In the next few decades, humans must do something unprecedented – achieve a sustainable existence on Earth. But how do we do it?
In a groundbreaking move, David Attenborough’s Our Planet not only showcases the raw beauty of nature, but also forces viewers to acknowledge the devastating role they play in its demise.
Unlike so many other wildlife documentaries, which leave you feeling enthralled and uplifted, Our Planet also stirs up feelings of guilt.
The eight-part Netflix documentary doesn’t hesitate to repeatedly remind viewers that the remarkable footage they’re witnessing is jeopardised by human action.
From a time-lapse showing Borneo’s jungle transforming into oil-palm monocultures, to the story of an African elephant herd scouring the desert for increasingly scarce water sources – Attenborough shows what we must preserve to ensure that people and nature thrive.
How did we get so far off track?
In a separate video detailing specific instructions on how to save our planet, Attenborough explains that we must first start by understanding how we got to this point.
“Twenty thousand years ago, humankind consisted of less than a million hunter-gatherers across the globe. We lived within the resources on offer, in balance with nature.
“But it wasn’t an easy life. Nature determined our survival. We used our unique minds to challenge that reality. Our population boomed, as did our demands. Every time a new problem arose, we solved it, altering Earth’s entire surface in the process,” he says.
“And now, we have changed the world so profoundly that scientists have decided Earth has entered a new phase of its existence. Welcome to the Athropocene, the age of humans. The tables have turned. We now determine nature’s survival.”
According to Attenborough, we have already cleared three trillion trees, cultivated half of all fertile land, and we now fish across most of the ocean. The population of wild animals has been slashed by 60 per cent in the last 50 years, and we’ve replaced them with our domesticated animals and plants.
“Without biodiversity, the world as we know it doesn’t work. A less wild world is less able to provide for our needs, less able to maintain dependable weather and seasons, and less able to absorb our impact,” Attenborough says.
“Biodiversity equals stability and stability is what we need most of all.”
So, how do we turn it around?
Amid his doom-laden warnings, Attenborough also highlights success stories in which conservation measures have helped a range of species bounce back. And making an even greater impact is the slowing population growth.
“The main reason our population is still rising is because people are living longer. If this continues, our population may finally stop growing by the turn of the century.”
By investing in education and women’s rights, and raising people out of poverty, Attenborough believes we could regain our balance and bring about ‘peak human’ even sooner.
For the largest gains, he suggests we concentrate our efforts on four goals:
- An energy revolution
- Phasing out fossil fuels and replacing them with renewables will slow the warming of the planet and the acidification of the ocean and create clean air for all of us.
- A food revolution
- Upgrading to efficient food production and reducing our consumption of meat. Less space will be needed to provide for ourselves, which will leave more for grasslands, reduce deforestation and our demand for fresh water, and feed more people with healthier, more affordable food.
- Manage the ocean
- A global network of no-fish zones and a treaty on the use of international waters would restore the health of the ocean so it produces more fish for us all.
- Re-wild the world
- Working to keep hold of the wild populations we still have, encouraging nature – in the ocean, on land that is no longer needed and even in our cities.

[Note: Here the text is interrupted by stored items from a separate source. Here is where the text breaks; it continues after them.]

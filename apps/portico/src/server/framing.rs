//! Native-messaging frame decoding for traffic inspection.
//!
//! The wire format is a 4-byte little-endian length prefix followed by that
//! many bytes of UTF-8 JSON, repeated. The decoder reassembles frames from
//! however the copy loop happens to chunk the stream: a length prefix split
//! across reads, a payload spread over many reads, several frames in one
//! read. Decoding is diagnostics only; it never feeds back into the copy and
//! never terminates it.

use serde_json::Value;
use tracing::{info, warn};

/// Frames claiming to be larger than this are treated as a framing desync:
/// decoding for the rest of the stream direction is abandoned rather than
/// buffering forever waiting for bytes that will never line up again.
pub const MAX_FRAME_LEN: usize = 64 * 1024 * 1024;

#[derive(Debug, Clone, Copy, PartialEq, Eq)]
pub enum Direction {
    /// Bytes flowing from the extension to the native app.
    ToApp,
    /// Bytes flowing from the native app back to the extension.
    ToExtension,
}

impl Direction {
    pub fn label(&self) -> &'static str {
        match self {
            Direction::ToApp => "extension->app",
            Direction::ToExtension => "app->extension",
        }
    }
}

/// Incremental frame reassembler. One instance per stream direction; state
/// carries across `feed` calls and is never shared between connections.
#[derive(Debug, Default)]
pub struct FrameDecoder {
    header: [u8; 4],
    header_len: usize,
    expected: Option<usize>,
    payload: Vec<u8>,
    poisoned: bool,
}

impl FrameDecoder {
    pub fn new() -> Self {
        Self::default()
    }

    /// True once the decoder has given up on this stream direction.
    pub fn poisoned(&self) -> bool {
        self.poisoned
    }

    /// Consumes a chunk of the stream, invoking `on_frame` for every payload
    /// completed by it.
    pub fn feed(&mut self, mut chunk: &[u8], on_frame: &mut dyn FnMut(&[u8])) {
        while !chunk.is_empty() && !self.poisoned {
            match self.expected {
                None => {
                    let need = self.header.len() - self.header_len;
                    let take = need.min(chunk.len());
                    self.header[self.header_len..self.header_len + take]
                        .copy_from_slice(&chunk[..take]);
                    self.header_len += take;
                    chunk = &chunk[take..];
                    if self.header_len == self.header.len() {
                        self.header_len = 0;
                        let declared = u32::from_le_bytes(self.header) as usize;
                        if declared > MAX_FRAME_LEN {
                            self.poisoned = true;
                            warn!(
                                declared,
                                "frame length exceeds the decode cap; giving up on this stream"
                            );
                            return;
                        }
                        self.expected = Some(declared);
                        self.payload.clear();
                    }
                }
                Some(declared) => {
                    let take = (declared - self.payload.len()).min(chunk.len());
                    self.payload.extend_from_slice(&chunk[..take]);
                    chunk = &chunk[take..];
                    if self.payload.len() == declared {
                        self.expected = None;
                        on_frame(&self.payload);
                    }
                }
            }
        }
    }
}

/// Decoder plus the logging that makes it useful: pretty-prints each decoded
/// message tagged with direction and extension id.
#[derive(Debug)]
pub struct StreamSniffer {
    decoder: FrameDecoder,
    direction: Direction,
    extension: String,
}

impl StreamSniffer {
    pub fn new(direction: Direction, extension: impl Into<String>) -> Self {
        Self {
            decoder: FrameDecoder::new(),
            direction,
            extension: extension.into(),
        }
    }

    pub fn observe(&mut self, chunk: &[u8]) {
        let direction = self.direction;
        let extension = &self.extension;
        self.decoder.feed(chunk, &mut |payload| {
            log_frame(direction, extension, payload);
        });
    }
}

fn log_frame(direction: Direction, extension: &str, payload: &[u8]) {
    match serde_json::from_slice::<Value>(payload) {
        Ok(value) => {
            let pretty =
                serde_json::to_string_pretty(&value).unwrap_or_else(|_| value.to_string());
            info!(
                extension = %extension,
                direction = direction.label(),
                "message:\n{pretty}"
            );
        }
        Err(err) => {
            // A frame that isn't JSON is logged raw; framing is still intact
            // because the boundary came from the length prefix.
            warn!(
                extension = %extension,
                direction = direction.label(),
                error = %err,
                "frame is not valid JSON: {:?}",
                String::from_utf8_lossy(payload)
            );
        }
    }
}
//! Server configuration.

use std::fmt;
use std::net::{IpAddr, Ipv4Addr};
use std::sync::Arc;
use std::time::Duration;
use log::LevelFilter;

use crate::recorder::HistoryRecorder;
use crate::server::logging::level_from_env;

/// Mock server configuration.
#[derive(Clone)]
pub struct ServerConfig {
    /// The address to bind to.
    pub host: IpAddr,
    /// Listen on this port as soon as the server is constructed.
    pub port: Option<u16>,
    /// The maximum number of concurrent connections.
    pub max_connections: usize,
    /// The read buffer size.
    pub read_buffer_size: usize,
    /// The largest accepted request head, in bytes.
    pub max_head_size: usize,
    /// The largest accepted request body, in bytes. Chunked bodies count
    /// their framing against this limit.
    pub max_body_size: usize,
    /// How long `close` waits for in-flight connections.
    pub shutdown_timeout: Duration,
    /// Log verbosity for this server.
    pub log_level: LevelFilter,
    /// A recorder attached in addition to the server's own.
    pub history_recorder: Option<Arc<dyn HistoryRecorder>>,
}

impl ServerConfig {
    /// Listen on `port` at construction.
    pub fn with_port(mut self, port: u16) -> Self {
        self.port = Some(port);
        self
    }

    /// Bind to `host` instead of the loopback address.
    pub fn with_host(mut self, host: impl Into<IpAddr>) -> Self {
        self.host = host.into();
        self
    }

    /// Override the log verbosity.
    pub fn with_log_level(mut self, level: LevelFilter) -> Self {
        self.log_level = level;
        self
    }

    /// Attach an extra recorder. Pass a clone of a [`Recorder`] to share its
    /// history with the caller or with other servers.
    ///
    /// [`Recorder`]: crate::recorder::Recorder
    pub fn with_history_recorder(mut self, recorder: impl HistoryRecorder + 'static) -> Self {
        self.history_recorder = Some(Arc::new(recorder));
        self
    }
}

impl Default for ServerConfig {
    fn default() -> Self {
        Self {
            host: IpAddr::V4(Ipv4Addr::LOCALHOST),
            port: None,
            max_connections: 1024,
            read_buffer_size: 8192,
            max_head_size: 64 * 1024,
            max_body_size: 10 * 1024 * 1024,
            shutdown_timeout: Duration::from_secs(5),
            log_level: level_from_env(),
            history_recorder: None,
        }
    }
}

impl fmt::Debug for ServerConfig {
    fn fmt(&self, f: &mut fmt::Formatter<'_>) -> fmt::Result {
        f.debug_struct("ServerConfig")
            .field("host", &self.host)
            .field("port", &self.port)
            .field("max_connections", &self.max_connections)
            .field("read_buffer_size", &self.read_buffer_size)
            .field("max_head_size", &self.max_head_size)
            .field("max_body_size", &self.max_body_size)
            .field("shutdown_timeout", &self.shutdown_timeout)
            .field("log_level", &self.log_level)
            .field("history_recorder", &self.history_recorder.is_some())
            .finish()
    }
}

/// What a server is constructed from: a bare port or a full configuration.
#[derive(Debug, Clone)]
pub enum ServerOptions {
    /// Listen on this port immediately, with default settings.
    Port(u16),
    /// Use this configuration; listen immediately if it names a port.
    Config(ServerConfig),
}

impl ServerOptions {
    /// Resolve into a configuration.
    pub fn into_config(self) -> ServerConfig {
        match self {
            ServerOptions::Port(port) => ServerConfig::default().with_port(port),
            ServerOptions::Config(config) => config,
        }
    }
}

impl From<u16> for ServerOptions {
    fn from(port: u16) -> Self {
        ServerOptions::Port(port)
    }
}

impl From<ServerConfig> for ServerOptions {
    fn from(config: ServerConfig) -> Self {
        ServerOptions::Config(config)
    }
}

Attenborough believes that only by making these changes can the Anthropocene be truly underway.
“How do we create a future in which both people and nature can thrive?” he asks. “We open our eyes to this moment in history, think on a planetary scale, embrace the challenge we face, and do something we humans are very good at – change the world.”
What’s next for Attenborough?
At 93, you’d think Attenborough would start to slow down. But, with his passion for conservation stronger than ever, he recently debuted the trailer for his new BBC nature series, Seven Worlds, One Planet.
The seven-part series will show the many challenges faced by animals in a world dominated by humans, taking viewers on a journey across its seven extraordinary continents.